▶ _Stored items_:
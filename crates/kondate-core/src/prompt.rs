use serde::{Deserialize, Serialize};
use std::fmt;

/// Which phrasing the generation prompt uses.
#[derive(Debug, Clone, Copy, PartialEq, Eq, Hash, Serialize, Deserialize)]
#[serde(rename_all = "snake_case")]
pub enum PromptTemplate {
    /// Suggest meals from a list of on-hand ingredients.
    Ingredients,
    /// Suggest meals that fit a described mood or craving.
    Mood,
}

impl PromptTemplate {
    /// Short Japanese label shown next to results.
    pub fn label(&self) -> &'static str {
        match self {
            Self::Ingredients => "食材",
            Self::Mood => "気分",
        }
    }
}

impl fmt::Display for PromptTemplate {
    fn fmt(&self, f: &mut fmt::Formatter<'_>) -> fmt::Result {
        match self {
            Self::Ingredients => f.write_str("ingredients"),
            Self::Mood => f.write_str("mood"),
        }
    }
}

const FORMAT_FOOTER: &str = "\
必要に応じて3つ目のメニューも提案してください。
メニュー名は具体的で、作りたくなるような名前にしてください。";

/// Build the generation prompt. Pure; shared by every platform.
pub fn build_prompt(template: PromptTemplate, text: &str) -> String {
    let text = text.trim();
    match template {
        PromptTemplate::Ingredients => format!(
            "あなたは優秀な料理アドバイザーです。
以下の食材を使って、美味しい晩御飯のメニューを2-3個提案してください。
各メニューについて、簡単な説明と、手元の食材以外に必要な食材も付けてください。

食材: {text}

提案フォーマット:
🍽️ メニュー提案

1. [メニュー名]
   - 簡単な説明
   - 追加で必要な食材: 食材名、食材名（なければ「なし」）

2. [メニュー名]
   - 簡単な説明
   - 追加で必要な食材: 食材名、食材名（なければ「なし」）

{FORMAT_FOOTER}
説明は1-2文で、調理方法の特徴や味の特徴を含めてください。"
        ),
        PromptTemplate::Mood => format!(
            "あなたはプロの料理アドバイザーです。
ユーザーの今の気分や食べたいものの希望に基づいて、ぴったりの晩御飯メニューを提案してください。

ユーザーの気分・希望: {text}

この気分にぴったり合う晩御飯メニューを2-3個提案してください。
各メニューについて、なぜその気分に合うのか、どんな味わいや特徴があるのかも含めて説明してください。

提案フォーマット:
🍽️ メニュー提案

1. [メニュー名]
   - 簡単な説明（この気分に合う理由、味の特徴、調理のポイントなど）
   - 追加で必要な食材: 主な食材名（なければ「なし」）

2. [メニュー名]
   - 簡単な説明（この気分に合う理由、味の特徴、調理のポイントなど）
   - 追加で必要な食材: 主な食材名（なければ「なし」）

{FORMAT_FOOTER}
説明は2-3文で、なぜその気分にマッチするかを含めて記載してください。"
        ),
    }
}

▶ _EXERCISE REQUIREMENTS_: Within the data above, find the lines that contain the word "Serialize" and copy each of them.

▶ _ANSWER SECTION_:
use serde::{Deserialize, Serialize};
#[derive(Debug, Clone, Copy, PartialEq, Eq, Hash, Serialize, Deserialize)]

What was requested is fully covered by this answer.